When we extend the ratio point of view, we find the size/value of the part depends on the size/ value of the whole unit, which can be an-y-thing. Take 3/4. For one whole hour, the part is 45 minutes; for one whole dollar, the part is 75¢; for one whole yard, the part is 27 inches; for one whole deck of cards, the part is 39 cards; for one whole 8oz candy bar, the part is 6 oz.  That’s probably overkill on the examples, but the point is that the independent/dependent variables thing belongs to ratios, not fractions.

Yet the entire fraction itself is also a stand-alone quantity: I have 3/4 of a candy bar. When the same ratios from above are abstracted to a quantity, each are located in the exact same place on a single number line. One point to rule them all. So, 45/60 = .75/1.00 = 27/36 = 39/52 = 6/8 because they each represent the same idea (3/4 of one whole). This “sameness” can be demonstrated by ‘simplifying’ or ‘reducing’ each value to 3/4. Both simplifying and scaling up require you to shift back into fractions-as-ratios mode (although no one mentions it when they are showing you “how”.)


The most perplexing thing so far about is these layers of meaning– fractions as ratio and quantity. (There’s division, too, but I’m not getting into that here.) It would not surprise me that this is the source of confusion and anxiety whenever the f-word gets mentioned. (Fractions. What were you thinking?)

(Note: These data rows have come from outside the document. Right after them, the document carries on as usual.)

//! Administrator dashboard: aggregate metrics and per-user drill-down.

use egui::Ui;

use super::{Feedback, ScreenAction};
use crate::accounts::Account;
use crate::session::Session;
use crate::tracker::{AdminOverview, Tracker};
use crate::ui::widgets::{AccountTable, CalorieChart, MetricDisplay, WorkoutTable};

/// Admin dashboard state.
#[derive(Default)]
pub struct AdminDashboardScreen {
    /// `None` means "All Users"
    selected_user: Option<i64>,
}

impl AdminDashboardScreen {
    pub fn new() -> Self {
        Self::default()
    }

    pub fn show(
        &mut self,
        ctx: &egui::Context,
        tracker: &Tracker,
        session: &mut Session,
    ) -> Option<ScreenAction> {
        let mut action = None;

        egui::SidePanel::left("admin_sidebar")
            .resizable(false)
            .default_width(200.0)
            .show(ctx, |ui| {
                ui.add_space(8.0);
                ui.heading("Admin Dashboard 👨‍💼");
                ui.add_space(16.0);
                if ui.button("Logout").clicked() {
                    tracker.logout(session);
                    *self = Self::new();
                    action = Some(ScreenAction::LoggedOut);
                }
            });

        if action.is_some() {
            return action;
        }

        egui::CentralPanel::default().show(ctx, |ui| {
            let overview = match tracker.admin_overview(session) {
                Ok(overview) => overview,
                Err(e) => {
                    tracing::error!("Failed to load admin overview: {}", e);
                    Feedback::Error(e.to_string()).show(ui);
                    return;
                }
            };

            show_metrics(ui, &overview);
            ui.separator();

            ui.heading("User Management");
            self.show_user_selector(ui, &overview.accounts);
            ui.add_space(8.0);

            match self.selected_user {
                None => AccountTable::new(&overview.accounts).show(ui),
                Some(user_id) => show_user_workouts(ui, tracker, session, user_id),
            }
        });

        action
    }

    fn show_user_selector(&mut self, ui: &mut Ui, accounts: &[Account]) {
        // Selected account may have been removed since the last frame
        if let Some(id) = self.selected_user {
            if !accounts.iter().any(|a| a.id == id) {
                self.selected_user = None;
            }
        }

        let selected_text = self
            .selected_user
            .and_then(|id| accounts.iter().find(|a| a.id == id))
            .map(user_label)
            .unwrap_or_else(|| "All Users".to_string());

        egui::ComboBox::from_label("Select User")
            .selected_text(selected_text)
            .show_ui(ui, |ui| {
                ui.selectable_value(&mut self.selected_user, None, "All Users");
                for account in accounts {
                    ui.selectable_value(&mut self.selected_user, Some(account.id), user_label(account));
                }
            });
    }
}

fn show_metrics(ui: &mut Ui, overview: &AdminOverview) {
    ui.columns(3, |columns| {
        MetricDisplay::new(overview.total_users.to_string(), "", "Total Users").show(&mut columns[0]);
        MetricDisplay::new(overview.total_workouts.to_string(), "", "Total Workouts")
            .show(&mut columns[1]);
        MetricDisplay::new(overview.average_calories_label(), "", "Avg Calories")
            .show(&mut columns[2]);
    });
}

fn show_user_workouts(ui: &mut Ui, tracker: &Tracker, session: &Session, user_id: i64) {
    match tracker.user_history(session, user_id) {
        Ok(records) if records.is_empty() => {
            Feedback::Warning("No workouts found for this user".to_string()).show(ui);
        }
        Ok(records) => {
            CalorieChart::new("admin_user_chart", &records).show(ui);
            ui.add_space(8.0);
            WorkoutTable::new("admin_user_table", &records).show(ui);
        }
        Err(e) => {
            tracing::error!("Failed to load workouts for user {}: {}", user_id, e);
            Feedback::Error(e.to_string()).show(ui);
        }
    }
}

/// Selector entry, e.g. `alice (ID: 3)`.
pub fn user_label(account: &Account) -> String {
    format!("{} (ID: {})", account.username, account.id)
}

#[cfg(test)]
mod tests {
    use super::*;
    use chrono::{NaiveDate, NaiveDateTime};

    #[test]
    fn test_user_label() {
        let account = Account {
            id: 3,
            username: "alice".to_string(),
            password_hash: String::new(),
            dob: NaiveDate::from_ymd_opt(1995, 5, 1).unwrap(),
            height_cm: 165.0,
            weight_kg: 60.0,
            is_admin: false,
            created_at: NaiveDateTime::default(),
        };
        assert_eq!(user_label(&account), "alice (ID: 3)");
    }
}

Ratios by contrast are not placed on a single number line. You need two lines to represent both quantities in the relationship; for every 3 parts (one axis) there is a whole of 4 (the other axis). There are an infinite number of points possible, located somewhere between the two axes.  Put enough of ’em there and a pattern emerges. If you define rates as a comparison of two different units, like time and distance, they are always relational, never a single quantity/fraction. Oh, wait, they become a quantity, or are treated as such, as soon as you generalize the relationship into an algebraic equation!  Drat. (Is this what is meant by ‘constant of proportionality’?) No wonder kids get confused. Is this a ratio or a fraction or division or what? Yes.

Let’s model equality. Consider the candy bar. Suppose the 3 remaining parts are shared evenly among 3 people, each person receiving one. Yet if a same-sized candy bar contains twice as many parts, each person would get two parts. They are getting exactly the same amount of candy in both cases. Therefore 3/4 and 6/8 are (still) equal because they are the same amount. This justifies the idea of equal quantities. The size of the whole did not change (it remained constant), which is why we can scale fractions (as ratios) up and down to get common denominators for comparison or addition/subtraction purposes. img_0684Notice though that to get 8 parts, each original part in the model had to be divided. However, when you write this process symbolically, it translates bizarrely to multiplying both values by 2. Is this a WTOther F-word moment for anyone else but me? I mean, if I give you one when you asked for two, and to solve the conflict I break one into two parts, wouldn’t you be kinda miffed?


Now look at another candy bar model that’s a part : whole comparison, 3 parts to 4 total.  Scaling up by doubling the 3 shaded parts as well as the 4 total parts (which totally matches the symbolize version) I get…..3/4 of TWO candy bars, and all the pieces are still the same size!!  WTF again!

Here’s what so significant and what we want our students to truly understand–ratios are about relationships between two quantities, not about a single quantity. Even thought the amount of candy changed, the relationship between did not. There’s still 3 parts for every 4 parts. So now 3/4 = 6/8 for an ENTIRELY DIFFERENT REASON. And you get your two pieces after all.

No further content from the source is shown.